Author |
Topic |
influent
Constraint Violating Yak Guru
367 Posts |
Posted - 2011-10-27 : 18:41:55
|
Every day on my production server (which is a beast with 64 GB of RAM and 64 cores) the page life expectancy suddenly drops to zero twice per day. It gradually goes up to around 60,000 before dropping, shortly after noon and shortly after midnight. My full backups are around these times, which makes me think the maintenance plan is somehow responsible. Does the Check Database Integrity Task clean out the buffer pool or something? |
|
tkizer
Almighty SQL Goddess
38200 Posts |
|
influent
Constraint Violating Yak Guru
367 Posts |
Posted - 2011-11-03 : 22:02:21
|
Actually not all the backups run at these times, a couple start at 10 PM. Also the maintenance plans only create full and transaction log backups, they don't do any sort of index maintenance. I'll try profiling it soon. What template should I use? |
|
|
Sachin.Nand
2937 Posts |
Posted - 2011-11-04 : 00:21:21
|
quote: Originally posted by influent Actually not all the backups run at these times, a couple start at 10 PM. Also the maintenance plans only create full and transaction log backups, they don't do any sort of index maintenance. I'll try profiling it soon. What template should I use?

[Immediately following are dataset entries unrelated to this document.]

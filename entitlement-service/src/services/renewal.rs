//! Renewal and expiration sweeps.
//!
//! The renewal sweep is invoked daily by an external scheduler and decides
//! internally whether today is the billing anniversary. Every decision is
//! re-derived from the ledger, so repeated invocations on the same day
//! converge without double-charging.

use chrono::{Duration, FixedOffset, NaiveDate, Utc};
use service_core::error::AppError;
use std::sync::Arc;
use tracing::{error, info, instrument, warn};
use uuid::Uuid;

use crate::calendar;
use crate::models::{
    Account, CreatePeriod, CreateTransaction, PaymentMethod, Plan, SweepOutcome, SweepSummary,
    TransactionStatus,
};
use crate::services::database::Database;
use crate::services::gateway::{ChargeOutcome, ChargeRequest, GatewayError, PaymentGateway};
use crate::services::metrics::{record_error, record_sweep_outcome};
use crate::services::notifier::Notifier;

/// How many days before a period lapses the reminder goes out.
const REMINDER_WINDOW_DAYS: i64 = 3;

#[derive(Clone)]
pub struct RenewalService {
    db: Database,
    gateway: Arc<dyn PaymentGateway>,
    notifier: Notifier,
    billing_offset: FixedOffset,
}

impl RenewalService {
    pub fn new(
        db: Database,
        gateway: Arc<dyn PaymentGateway>,
        notifier: Notifier,
        billing_offset: FixedOffset,
    ) -> Self {
        Self {
            db,
            gateway,
            notifier,
            billing_offset,
        }
    }

    /// Run the daily renewal sweep. Outside the billing anniversary this is
    /// a no-op; on the anniversary it expires lapsed periods, then walks
    /// every auto-renew candidate. Per-account failures are collected, never
    /// propagated, so one bad account cannot starve the rest.
    #[instrument(skip(self))]
    pub async fn run_renewal_sweep(
        &self,
        as_of: Option<NaiveDate>,
    ) -> Result<SweepSummary, AppError> {
        let started_utc = Utc::now();
        let today = as_of.unwrap_or_else(|| calendar::today_in(&self.billing_offset));

        // Reminders go out on every daily invocation, not just on the
        // anniversary; a failure here never blocks renewal work.
        if let Err(e) = self.send_lapse_reminders(today).await {
            warn!(error = %e, "Failed to send lapse reminders");
        }

        if !calendar::is_billing_anniversary(today) {
            info!(run_date = %today, "Not a billing anniversary, sweep is a no-op");
            return Ok(SweepSummary::no_op(today));
        }

        info!(run_date = %today, "Starting renewal sweep");

        let marked_expired = self.db.expire_periods(today).await?;
        self.db.active_period_conflicts(today).await?;

        let mut summary = SweepSummary::new(today, marked_expired as i32);
        let candidates = self.db.list_renewal_candidates().await?;
        info!(candidates = candidates.len(), "Evaluating renewal candidates");

        for account in &candidates {
            match self.process_account(account, today).await {
                Ok(outcome) => {
                    record_sweep_outcome(outcome.as_str());
                    summary.record(outcome);
                }
                Err(e) => {
                    record_error("sweep_account", "run_renewal_sweep");
                    error!(account_id = %account.account_id, error = %e, "Renewal failed for account");
                    summary.record_error(account.account_id, e.to_string());
                }
            }
        }

        if let Err(e) = self.db.record_sweep_run(&summary, started_utc).await {
            warn!(error = %e, "Failed to persist sweep run record");
        }

        info!(
            run_date = %today,
            auto_renewed = summary.auto_renewed,
            renewal_failed = summary.renewal_failed,
            skipped = summary.skipped,
            auto_renew_disabled = summary.auto_renew_disabled,
            marked_expired = summary.marked_expired,
            errors = summary.errors.len(),
            "Renewal sweep completed"
        );

        Ok(summary)
    }

    /// Expire lapsed periods without attempting any renewals. Safe to run
    /// any day, any number of times.
    #[instrument(skip(self))]
    pub async fn run_expiration_sweep(
        &self,
        as_of: Option<NaiveDate>,
    ) -> Result<SweepSummary, AppError> {
        let today = as_of.unwrap_or_else(|| calendar::today_in(&self.billing_offset));
        let marked_expired = self.db.expire_periods(today).await?;

        info!(run_date = %today, marked_expired = marked_expired, "Expiration sweep completed");

        Ok(SweepSummary::new(today, marked_expired as i32))
    }

    /// Remind accounts whose current period lapses within the reminder
    /// window and will not be auto-renewed (auto-renew off or no stored
    /// credential).
    #[instrument(skip(self))]
    async fn send_lapse_reminders(&self, today: NaiveDate) -> Result<(), AppError> {
        let lapsing = self
            .db
            .list_lapsing_periods(today, REMINDER_WINDOW_DAYS)
            .await?;

        for entry in &lapsing {
            let days_remaining = (entry.end_date - today).num_days();
            self.notifier
                .notify_renewal_reminder(
                    entry.account_id,
                    &entry.email,
                    &entry.plan_name,
                    entry.end_date,
                    days_remaining,
                )
                .await;
        }

        if !lapsing.is_empty() {
            info!(reminders = lapsing.len(), "Lapse reminders sent");
        }

        Ok(())
    }

    /// Decide and execute one account's renewal for `today`.
    #[instrument(skip(self, account), fields(account_id = %account.account_id))]
    async fn process_account(
        &self,
        account: &Account,
        today: NaiveDate,
    ) -> Result<SweepOutcome, AppError> {
        if !account.has_credential() {
            warn!(account_id = %account.account_id, "No stored billing key, skipping");
            return Ok(SweepOutcome::Skipped);
        }

        // Idempotency probe: a period already starting today means this
        // account was renewed by an earlier invocation of the same run.
        if self
            .db
            .period_starting_on(account.account_id, today)
            .await?
            .is_some()
        {
            info!(account_id = %account.account_id, "Period already starts today, skipping");
            return Ok(SweepOutcome::Skipped);
        }

        // Continuity probe: renew only off a period that ended yesterday.
        // Anything else means the chain is broken and charging would either
        // overlap or resurrect a long-lapsed subscription.
        let yesterday = today - Duration::days(1);
        let Some(prior) = self.db.period_ending_on(account.account_id, yesterday).await? else {
            // A period still covering today (including one ending today) is
            // simply not due yet; only a genuine gap in the chain demotes
            // the account out of auto-renewal.
            if self
                .db
                .current_period(account.account_id, today)
                .await?
                .is_some()
            {
                info!(account_id = %account.account_id, "Current period still valid, not due");
                return Ok(SweepOutcome::Skipped);
            }

            warn!(
                account_id = %account.account_id,
                "No period ended yesterday, disabling auto-renew"
            );
            self.db.disable_auto_renew(account.account_id).await?;
            return Ok(SweepOutcome::AutoRenewDisabled);
        };

        let Some(plan) = Plan::from_name(&prior.plan_name) else {
            return Err(AppError::InternalError(anyhow::anyhow!(
                "Unknown plan '{}' on period {}",
                prior.plan_name,
                prior.period_id
            )));
        };

        let billing_key = account
            .billing_key
            .clone()
            .unwrap_or_default();
        let request = ChargeRequest {
            billing_key,
            amount: plan.amount(),
            currency: "USD".to_string(),
            description: format!("{} renewal", plan.name()),
            reference: renewal_reference(account.account_id, today),
        };

        let new_start = prior.end_date + Duration::days(1);
        let new_end = calendar::last_day_of_month(new_start);

        match self.gateway.charge(&request).await {
            Ok(ChargeOutcome::Approved {
                transaction_id,
                rotated_billing_key,
            }) => {
                let (period, _) = self
                    .db
                    .record_successful_renewal(
                        &CreatePeriod {
                            account_id: account.account_id,
                            plan_name: plan.name().to_string(),
                            amount_paid: plan.amount(),
                            quota_total: plan.quota(),
                            start_date: new_start,
                            end_date: new_end,
                            payment_method: PaymentMethod::AutoRenew,
                        },
                        prior.end_date,
                        &transaction_id,
                        rotated_billing_key.as_deref(),
                    )
                    .await?;

                self.notifier
                    .notify_renewal_success(
                        account.account_id,
                        &account.email,
                        plan.name(),
                        period.end_date,
                    )
                    .await;

                Ok(SweepOutcome::AutoRenewed)
            }
            Ok(ChargeOutcome::Declined { code, message }) => {
                warn!(
                    account_id = %account.account_id,
                    code = %code,
                    "Renewal charge declined"
                );
                self.record_failed_attempt(account, &prior.plan_name, prior.end_date, code, message)
                    .await?;
                self.notifier
                    .notify_renewal_failure(account.account_id, &account.email, plan.name())
                    .await;

                Ok(SweepOutcome::RenewalFailed)
            }
            Err(gateway_err) => {
                // Transport faults are logged apart from declines: the
                // charge state is unknown and may need manual reconciliation
                // against the gateway dashboard.
                error!(
                    account_id = %account.account_id,
                    error = %gateway_err,
                    "Renewal charge did not complete"
                );
                let code = match &gateway_err {
                    GatewayError::Timeout(_) => "gateway_timeout",
                    GatewayError::Transport(_) => "gateway_transport",
                };
                self.record_failed_attempt(
                    account,
                    &prior.plan_name,
                    prior.end_date,
                    code.to_string(),
                    gateway_err.to_string(),
                )
                .await?;

                Ok(SweepOutcome::RenewalFailed)
            }
        }
    }

    async fn record_failed_attempt(
        &self,
        account: &Account,
        plan_name: &str,
        prior_end_date: NaiveDate,
        failure_code: String,
        failure_message: String,
    ) -> Result<(), AppError> {
        let amount = Plan::from_name(plan_name)
            .map(|p| p.amount())
            .unwrap_or_default();

        self.db
            .create_transaction(&CreateTransaction {
                account_id: account.account_id,
                period_id: None,
                plan_name: plan_name.to_string(),
                amount,
                previous_end_date: prior_end_date,
                // A failed attempt extends nothing.
                new_end_date: prior_end_date,
                status: TransactionStatus::Failed,
                gateway_transaction_id: None,
                failure_code: Some(failure_code),
                failure_message: Some(failure_message),
            })
            .await?;

        Ok(())
    }
}

/// Idempotency reference for a renewal attempt: one per account per day.
fn renewal_reference(account_id: Uuid, date: NaiveDate) -> String {
    format!("renewal-{}-{}", account_id, date)
}

#[cfg(test)]
mod tests {
    use super::*;

    #[test]
    fn reference_is_stable_per_account_and_day() {
        let id = Uuid::parse_str("4b8c9a52-7b1e-4f5e-9a3d-2f6c8e1d0b7a").unwrap();
        let date = NaiveDate::from_ymd_opt(2025, 4, 1).unwrap();

        assert_eq!(
            renewal_reference(id, date),
            "renewal-4b8c9a52-7b1e-4f5e-9a3d-2f6c8e1d0b7a-2025-04-01"
        );
        assert_eq!(renewal_reference(id, date), renewal_reference(id, date));
    }
}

Is there any other job scheduled at the same time which might be scanning a huge table ?PBUH |
|
|
tkizer
Almighty SQL Goddess
38200 Posts |
Posted - 2011-11-04 : 13:56:46
|
quote: Originally posted by influent Actually not all the backups run at these times, a couple start at 10 PM. Also the maintenance plans only create full and transaction log backups, they don't do any sort of index maintenance. I'll try profiling it soon. What template should I use?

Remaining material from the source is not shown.